EXERCISE AIM -
Filter these records by the string "async", copying each line that holds it.

DATASET EXCERPTS -
%%

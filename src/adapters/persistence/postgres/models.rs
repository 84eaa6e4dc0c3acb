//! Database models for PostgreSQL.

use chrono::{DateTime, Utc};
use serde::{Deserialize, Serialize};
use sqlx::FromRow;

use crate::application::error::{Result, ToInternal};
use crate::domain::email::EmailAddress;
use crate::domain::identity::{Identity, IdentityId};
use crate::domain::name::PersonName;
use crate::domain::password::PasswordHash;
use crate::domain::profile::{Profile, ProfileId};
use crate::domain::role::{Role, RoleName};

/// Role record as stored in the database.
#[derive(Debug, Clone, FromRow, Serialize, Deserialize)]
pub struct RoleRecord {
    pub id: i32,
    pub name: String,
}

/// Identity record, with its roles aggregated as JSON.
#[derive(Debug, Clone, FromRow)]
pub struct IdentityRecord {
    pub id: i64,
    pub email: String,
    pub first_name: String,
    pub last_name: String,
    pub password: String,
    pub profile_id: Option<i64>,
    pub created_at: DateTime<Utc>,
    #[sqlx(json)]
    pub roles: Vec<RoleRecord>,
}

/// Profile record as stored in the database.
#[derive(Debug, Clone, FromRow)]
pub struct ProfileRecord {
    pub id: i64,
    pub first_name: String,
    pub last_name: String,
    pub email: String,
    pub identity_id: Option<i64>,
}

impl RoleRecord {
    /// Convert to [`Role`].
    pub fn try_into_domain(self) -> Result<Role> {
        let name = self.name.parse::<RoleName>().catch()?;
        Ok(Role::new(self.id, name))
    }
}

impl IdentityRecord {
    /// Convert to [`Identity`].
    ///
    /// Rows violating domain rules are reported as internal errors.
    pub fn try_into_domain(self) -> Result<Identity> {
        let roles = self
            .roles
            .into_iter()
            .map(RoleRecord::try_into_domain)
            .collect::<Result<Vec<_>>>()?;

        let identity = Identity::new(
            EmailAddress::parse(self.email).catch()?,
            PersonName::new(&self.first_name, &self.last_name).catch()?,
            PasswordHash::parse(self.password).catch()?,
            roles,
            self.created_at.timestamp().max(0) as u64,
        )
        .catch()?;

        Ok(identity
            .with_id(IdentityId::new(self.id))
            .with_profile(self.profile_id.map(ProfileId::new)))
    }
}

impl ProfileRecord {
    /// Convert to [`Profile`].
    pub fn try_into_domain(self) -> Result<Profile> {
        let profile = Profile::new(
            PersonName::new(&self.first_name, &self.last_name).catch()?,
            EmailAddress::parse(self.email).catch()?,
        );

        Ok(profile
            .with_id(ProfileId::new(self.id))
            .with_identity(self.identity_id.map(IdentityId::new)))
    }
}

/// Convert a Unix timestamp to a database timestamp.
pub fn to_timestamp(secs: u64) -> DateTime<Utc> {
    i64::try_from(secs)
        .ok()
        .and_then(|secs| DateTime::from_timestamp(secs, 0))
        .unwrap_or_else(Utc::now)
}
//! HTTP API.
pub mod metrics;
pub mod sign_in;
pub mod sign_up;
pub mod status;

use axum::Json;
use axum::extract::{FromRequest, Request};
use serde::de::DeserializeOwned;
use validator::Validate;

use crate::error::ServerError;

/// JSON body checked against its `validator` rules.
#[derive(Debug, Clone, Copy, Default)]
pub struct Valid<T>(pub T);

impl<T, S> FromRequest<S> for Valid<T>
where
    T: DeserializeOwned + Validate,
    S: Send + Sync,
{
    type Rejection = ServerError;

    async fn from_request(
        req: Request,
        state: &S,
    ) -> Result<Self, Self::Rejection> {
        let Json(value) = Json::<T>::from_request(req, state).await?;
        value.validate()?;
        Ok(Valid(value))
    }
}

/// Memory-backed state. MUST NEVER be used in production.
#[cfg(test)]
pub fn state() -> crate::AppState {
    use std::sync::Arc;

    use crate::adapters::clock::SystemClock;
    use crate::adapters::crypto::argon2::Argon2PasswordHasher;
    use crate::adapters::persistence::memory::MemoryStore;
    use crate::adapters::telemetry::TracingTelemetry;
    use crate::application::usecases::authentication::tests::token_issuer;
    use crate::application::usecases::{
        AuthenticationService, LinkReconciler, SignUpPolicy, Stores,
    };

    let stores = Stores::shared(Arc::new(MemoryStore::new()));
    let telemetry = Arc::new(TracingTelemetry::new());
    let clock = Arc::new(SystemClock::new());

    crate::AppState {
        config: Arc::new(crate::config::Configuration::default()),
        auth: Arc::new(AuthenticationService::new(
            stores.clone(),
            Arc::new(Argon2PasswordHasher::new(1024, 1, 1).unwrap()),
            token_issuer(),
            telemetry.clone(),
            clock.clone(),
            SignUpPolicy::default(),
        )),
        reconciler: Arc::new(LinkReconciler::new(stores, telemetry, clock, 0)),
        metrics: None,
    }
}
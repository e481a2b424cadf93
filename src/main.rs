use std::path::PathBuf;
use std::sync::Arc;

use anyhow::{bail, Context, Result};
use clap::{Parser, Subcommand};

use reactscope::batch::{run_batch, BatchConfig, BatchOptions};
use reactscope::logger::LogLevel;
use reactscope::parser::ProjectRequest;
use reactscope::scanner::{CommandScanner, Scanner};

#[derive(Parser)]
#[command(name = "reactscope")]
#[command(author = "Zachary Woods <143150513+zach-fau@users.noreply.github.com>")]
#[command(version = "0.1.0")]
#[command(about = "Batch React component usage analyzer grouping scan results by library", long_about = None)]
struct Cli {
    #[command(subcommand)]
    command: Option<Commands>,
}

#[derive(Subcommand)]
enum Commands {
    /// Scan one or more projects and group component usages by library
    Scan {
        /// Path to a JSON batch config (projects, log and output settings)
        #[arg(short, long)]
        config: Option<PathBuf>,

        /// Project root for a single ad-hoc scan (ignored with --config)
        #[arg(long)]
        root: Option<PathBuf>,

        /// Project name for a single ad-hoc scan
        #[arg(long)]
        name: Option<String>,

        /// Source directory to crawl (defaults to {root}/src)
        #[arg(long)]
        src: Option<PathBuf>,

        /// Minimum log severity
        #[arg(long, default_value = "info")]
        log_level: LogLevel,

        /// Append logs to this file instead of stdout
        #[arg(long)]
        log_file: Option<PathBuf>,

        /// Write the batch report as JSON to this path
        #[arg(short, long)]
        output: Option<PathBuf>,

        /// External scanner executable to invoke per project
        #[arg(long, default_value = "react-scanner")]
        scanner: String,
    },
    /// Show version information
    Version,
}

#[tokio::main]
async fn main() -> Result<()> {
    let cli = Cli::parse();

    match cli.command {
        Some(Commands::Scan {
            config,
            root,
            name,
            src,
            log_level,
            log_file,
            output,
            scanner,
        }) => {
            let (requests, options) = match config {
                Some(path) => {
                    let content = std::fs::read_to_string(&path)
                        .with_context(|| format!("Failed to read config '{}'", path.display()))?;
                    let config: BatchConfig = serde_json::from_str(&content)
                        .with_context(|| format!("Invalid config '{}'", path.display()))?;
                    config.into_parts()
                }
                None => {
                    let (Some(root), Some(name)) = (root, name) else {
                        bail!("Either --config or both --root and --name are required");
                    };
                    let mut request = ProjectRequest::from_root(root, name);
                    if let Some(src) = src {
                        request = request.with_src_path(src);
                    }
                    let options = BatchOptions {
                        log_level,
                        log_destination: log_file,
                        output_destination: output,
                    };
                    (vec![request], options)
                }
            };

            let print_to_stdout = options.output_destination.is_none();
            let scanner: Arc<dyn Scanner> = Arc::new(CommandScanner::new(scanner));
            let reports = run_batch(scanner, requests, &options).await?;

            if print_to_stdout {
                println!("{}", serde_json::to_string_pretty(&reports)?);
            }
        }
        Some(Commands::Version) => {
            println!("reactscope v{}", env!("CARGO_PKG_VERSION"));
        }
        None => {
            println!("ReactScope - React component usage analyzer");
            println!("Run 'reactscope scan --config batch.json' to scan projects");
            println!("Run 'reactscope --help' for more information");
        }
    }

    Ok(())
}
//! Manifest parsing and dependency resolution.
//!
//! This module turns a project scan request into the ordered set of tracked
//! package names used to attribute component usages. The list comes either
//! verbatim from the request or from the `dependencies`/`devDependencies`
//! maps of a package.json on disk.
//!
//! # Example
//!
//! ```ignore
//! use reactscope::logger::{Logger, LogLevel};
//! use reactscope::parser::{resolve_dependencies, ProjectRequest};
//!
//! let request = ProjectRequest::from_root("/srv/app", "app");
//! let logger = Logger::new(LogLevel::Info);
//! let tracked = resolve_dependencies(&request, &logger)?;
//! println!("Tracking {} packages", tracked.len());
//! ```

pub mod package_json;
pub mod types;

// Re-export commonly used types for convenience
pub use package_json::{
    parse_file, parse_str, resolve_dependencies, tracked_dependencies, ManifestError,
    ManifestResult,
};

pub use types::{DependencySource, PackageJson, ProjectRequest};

%%

ANSWER -
    async fn from_request(
async fn main() -> Result<()> {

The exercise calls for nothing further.